Problem requirements: In the records that follow, locate every line with "post" and extract it.

(Stored items)
------------

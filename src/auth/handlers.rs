use axum::{
    extract::{rejection::JsonRejection, Path, State},
    http::StatusCode,
    response::{IntoResponse, Response},
    routing::{get, post},
    Json, Router,
};
use time::OffsetDateTime;
use tracing::{error, info, instrument, warn};

use crate::{
    auth::{
        credentials::CredentialsProvider,
        dto::{
            CredentialsRequest, ErrorBody, ProviderInfo, PublicUser, SignupRequest,
            SignupResponse, VerifyEmailResponse,
        },
        errors::{SignupError, CREDENTIALS_SIGNIN},
        password::hash_password,
        repo_types::NewUser,
        verification::VerificationKeys,
    },
    state::AppState,
};

pub fn auth_routes() -> Router<AppState> {
    Router::new()
        .route("/auth/signup", post(signup))
        .route("/auth/callback/credentials", post(credentials_callback))
        .route("/auth/providers", get(providers))
}

/// Target of the link mailed to unverified users.
pub fn verify_routes() -> Router<AppState> {
    Router::new().route("/verify-email/:token", get(verify_email))
}

#[instrument(skip(state, payload))]
pub async fn signup(
    State(state): State<AppState>,
    payload: Result<Json<SignupRequest>, JsonRejection>,
) -> Result<(StatusCode, Json<SignupResponse>), SignupError> {
    let Json(payload) = payload.map_err(|e| {
        warn!(error = %e, "malformed signup body");
        SignupError::InvalidJson(e.body_text())
    })?;

    let input = payload.validate().map_err(|e| {
        warn!(field = e.field, "signup validation failed");
        e
    })?;

    if state.users.find_by_email(&input.email).await?.is_some() {
        warn!(email = %input.email, "email already registered");
        return Err(SignupError::Conflict);
    }

    let password_hash = hash_password(&input.password)?;

    let user = state
        .users
        .create(NewUser {
            name: input.name,
            email: input.email,
            password_hash,
        })
        .await?;

    info!(user_id = %user.id, email = %user.email, "user registered");
    Ok((
        StatusCode::CREATED,
        Json(SignupResponse {
            message: "User created successfully".into(),
            user: user.into(),
        }),
    ))
}

#[instrument(skip(provider, payload))]
pub async fn credentials_callback(
    State(provider): State<CredentialsProvider>,
    payload: Result<Json<CredentialsRequest>, JsonRejection>,
) -> Response {
    let Json(credentials) = match payload {
        Ok(p) => p,
        Err(e) => {
            warn!(error = %e, "malformed credentials body");
            let body = ErrorBody {
                error: CREDENTIALS_SIGNIN.into(),
                cause: Some(e.body_text()),
            };
            return (StatusCode::BAD_REQUEST, Json(body)).into_response();
        }
    };

    match provider.authorize(credentials).await {
        Ok(user) => Json(user).into_response(),
        Err(e) => e.into_response(),
    }
}

#[instrument(skip(state))]
pub async fn providers(State(state): State<AppState>) -> Json<Vec<ProviderInfo>> {
    let mut list = Vec::with_capacity(2);
    if let Some(google) = &state.config.google {
        list.push(ProviderInfo {
            id: "google".into(),
            name: "Google".into(),
            kind: "oauth".into(),
            client_id: Some(google.client_id.clone()),
        });
    }
    list.push(ProviderInfo {
        id: "credentials".into(),
        name: "Credentials".into(),
        kind: "credentials".into(),
        client_id: None,
    });
    Json(list)
}

#[instrument(skip(state, token))]
pub async fn verify_email(
    State(state): State<AppState>,
    Path(token): Path<String>,
) -> Result<Json<VerifyEmailResponse>, (StatusCode, Json<ErrorBody>)> {
    let invalid = || {
        (
            StatusCode::BAD_REQUEST,
            Json(ErrorBody::new("Invalid or expired token")),
        )
    };
    let internal = |e: anyhow::Error| {
        error!(error = ?e, "verify email failed");
        (
            StatusCode::INTERNAL_SERVER_ERROR,
            Json(ErrorBody::new("Internal server error")),
        )
    };

    let Some(secret) = state.config.auth_secret.as_deref() else {
        error!("AUTH_SECRET not set; cannot verify emails");
        return Err((
            StatusCode::INTERNAL_SERVER_ERROR,
            Json(ErrorBody::new("Email verification is not configured")),
        ));
    };

    let claims = VerificationKeys::from_secret(secret)
        .verify(&token)
        .map_err(|e| {
            warn!(error = %e, "rejected verification token");
            invalid()
        })?;

    let user = state
        .users
        .find_by_id(claims.user_id)
        .await
        .map_err(internal)?
        .ok_or_else(invalid)?;

    if user.is_verified() {
        return Ok(Json(VerifyEmailResponse {
            message: "Email already verified".into(),
            user: user.into(),
        }));
    }

    let now = OffsetDateTime::now_utc();
    let current = user.verification_token.as_deref() == Some(token.as_str())
        && user
            .verification_token_expires_at
            .is_some_and(|expires_at| expires_at > now);
    if !current {
        warn!(user_id = %user.id, "verification token superseded or expired");
        return Err(invalid());
    }

    state
        .users
        .mark_email_verified(user.id, now)
        .await
        .map_err(internal)?;

    info!(user_id = %user.id, "email verified");
    let mut user = PublicUser::from(user);
    user.email_verified = Some(now);
    Ok(Json(VerifyEmailResponse {
        message: "Email verified".into(),
        user,
    }))
}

------------

Exercise solution:
    routing::{get, post},
        .route("/auth/signup", post(signup))
        .route("/auth/callback/credentials", post(credentials_callback))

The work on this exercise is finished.